■ WORK ITEM: Your task is to quote the records from their first line through the line containing "f64, upper: f64", with nothing added or left out.

+ + +

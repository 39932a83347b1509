use num_complex::Complex64;
use serde::{Deserialize, Serialize};
use thiserror::Error;

// ===== ERRORS =====

/// Errors surfaced by the design drivers.
///
/// Invalid physical quantities produced mid-search are NOT represented here:
/// they are folded into the cost (see [`crate::electrical::INVALID_MEASUREMENT`]
/// and [`crate::metric::LENGTH_MISMATCH_COST`]) so the optimizer steers away
/// from them instead of the run aborting.
#[derive(Debug, Error)]
pub enum DesignError {
    /// A bound pair has its lower edge above its upper edge.
    #[error("invalid bounds for '{name}': lower {lower} > upper {upper}")]
    InvalidBounds { name: String, lower: f64, upper: f64 },

    /// Coupling coefficient outside the open interval (0, 1).
    #[error("coupling coefficient k = {0} must lie in (0, 1)")]
    InvalidCoupling(f64),

    /// A driver was given the wrong number of parameters.
    #[error("expected {expected} parameters, got {actual}")]
    ParameterCount { expected: usize, actual: usize },

    /// Achieved and target vectors disagree in length.
    #[error("deviation vectors disagree in length: measured {measured}, target {target}")]
    LengthMismatch { measured: usize, target: usize },

    /// The solver back-end failed outright (distinct from non-convergence,
    /// which is reported as a normal result).
    #[error("solver failure: {0}")]
    Solver(String),
}

// ===== CORE DATA TYPES =====

/// A named geometric parameter with box bounds.
#[derive(Clone, Debug, Serialize, Deserialize)]
pub struct Parameter {
    pub name: String,
    pub value: f64,
    pub min_val: f64,
    pub max_val: f64,
}

impl Parameter {
    pub fn new(name: &str, value: f64, min_val: f64, max_val: f64) -> Self {
        Self {
            name: name.to_string(),
            value,
            min_val,
            max_val,
        }
    }

    pub fn clamp(&mut self) {
        self.value = self.value.clamp(self.min_val, self.max_val);
    }

    pub fn is_within_bounds(&self) -> bool {
        self.value >= self.min_val && self.value <= self.max_val
    }

    /// Relative position of the value inside its bounds: 0 at the lower
    /// edge, 1 at the upper. Degenerate bounds report 0.
    pub fn bound_position(&self) -> f64 {
        let range = self.max_val - self.min_val;
        if range <= 0.0 {
            0.0
        } else {
            (self.value - self.min_val) / range
        }
    }
}

/// Fixed substrate properties shared by every candidate of a search.
#[derive(Clone, Copy, Debug, Serialize, Deserialize)]
pub struct Substrate {
    /// Relative permittivity of the dielectric between the windings.
    pub eps_r: f64,
    /// Substrate distance in meters separating the windings.
    pub dist: f64,
}

impl Substrate {
    pub fn new(eps_r: f64, dist: f64) -> Self {
        Self { eps_r, dist }
    }
}

/// Electrical targets for a hybrid coupler section.
#[derive(Clone, Copy, Debug, Serialize, Deserialize)]
pub struct CouplerSpec {
    /// Target resonant frequency in hertz.
    pub f_target: f64,
    /// Target characteristic impedance in ohms.
    pub z_target: f64,
    /// Coupling coefficient between the two windings, in (0, 1).
    pub k: f64,
}

impl CouplerSpec {
    pub fn new(f_target: f64, z_target: f64, k: f64) -> Self {
        Self { f_target, z_target, k }
    }

    pub fn validate(&self) -> Result<(), DesignError> {
        validate_coupling(self.k)
    }
}

/// Electrical targets for an impedance-transforming balun.
#[derive(Clone, Copy, Debug, Serialize, Deserialize)]
pub struct BalunSpec {
    /// Target operating frequency in hertz.
    pub f_target: f64,
    /// Coupling coefficient between primary and secondary, in (0, 1).
    pub k: f64,
    /// Source-side target impedance in ohms.
    pub zs_target: Complex64,
    /// Load-side target impedance in ohms.
    pub zl_target: Complex64,
}

impl BalunSpec {
    pub fn new(f_target: f64, k: f64, zs_target: Complex64, zl_target: Complex64) -> Self {
        Self { f_target, k, zs_target, zl_target }
    }

    pub fn validate(&self) -> Result<(), DesignError> {
        validate_coupling(self.k)
    }
}

fn validate_coupling(k: f64) -> Result<(), DesignError> {
    if k > 0.0 && k < 1.0 {
        Ok(())
    } else {
        Err(DesignError::InvalidCoupling(k))
    }
}

/// Outcome of a single design run. Produced once per driver call and owned
/// by the caller; nothing is cached across runs.
#[derive(Clone, Debug, Serialize, Deserialize)]
pub struct OptimizationResult {
    pub success: bool,
    pub cost: f64,
    pub iterations: u64,
    pub message: String,
    pub parameters: Vec<Parameter>,
}

impl OptimizationResult {
    pub fn get_parameter(&self, name: &str) -> Option<&Parameter> {
        self.parameters.iter().find(|p| p.name == name)
    }

    /// Serializes the result for downstream tooling.
    pub fn to_json(&self) -> Result<String, serde_json::Error> {
        serde_json::to_string_pretty(self)
    }
}

#[cfg(test)]
mod tests {
    use super::*;

    #[test]
    fn clamp_pulls_value_into_bounds() {
        let mut p = Parameter::new("width", 120e-6, 1e-6, 50e-6);
        assert!(!p.is_within_bounds());
        p.clamp();
        assert!(p.is_within_bounds());
        assert_eq!(p.value, 50e-6);
    }

    #[test]
    fn bound_position_spans_zero_to_one() {
        let p = Parameter::new("gap", 25.0, 0.0, 100.0);
        assert_eq!(p.bound_position(), 0.25);
        let degenerate = Parameter::new("gap", 5.0, 5.0, 5.0);
        assert_eq!(degenerate.bound_position(), 0.0);
    }

    #[test]
    fn coupling_outside_open_interval_is_rejected() {
        assert!(CouplerSpec::new(1e9, 50.0, 0.5).validate().is_ok());
        assert!(CouplerSpec::new(1e9, 50.0, 0.0).validate().is_err());
        assert!(CouplerSpec::new(1e9, 50.0, 1.0).validate().is_err());
        let zs = Complex64::new(50.0, 0.0);
        assert!(BalunSpec::new(1e9, 1.2, zs, zs).validate().is_err());
    }

    #[test]
    fn result_lookup_and_json_export() {
        let result = OptimizationResult {
            success: true,
            cost: 1.5e-7,
            iterations: 2000,
            message: "Converged".to_string(),
            parameters: vec![Parameter::new("width", 10e-6, 1e-6, 50e-6)],
        };
        assert_eq!(result.get_parameter("width").unwrap().value, 10e-6);
        assert!(result.get_parameter("missing").is_none());
        let json = result.to_json().unwrap();
        assert!(json.contains("\"width\""));
    }
}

+ + +

■ RESPONSE TO THIS TASK:
repository 39932a83347b1509
use num_complex::Complex64;
use serde::{Deserialize, Serialize};
use thiserror::Error;

// ===== ERRORS =====

/// Errors surfaced by the design drivers.
///
/// Invalid physical quantities produced mid-search are NOT represented here:
/// they are folded into the cost (see [`crate::electrical::INVALID_MEASUREMENT`]
/// and [`crate::metric::LENGTH_MISMATCH_COST`]) so the optimizer steers away
/// from them instead of the run aborting.
#[derive(Debug, Error)]
pub enum DesignError {
    /// A bound pair has its lower edge above its upper edge.
    #[error("invalid bounds for '{name}': lower {lower} > upper {upper}")]
    InvalidBounds { name: String, lower: f64, upper: f64 },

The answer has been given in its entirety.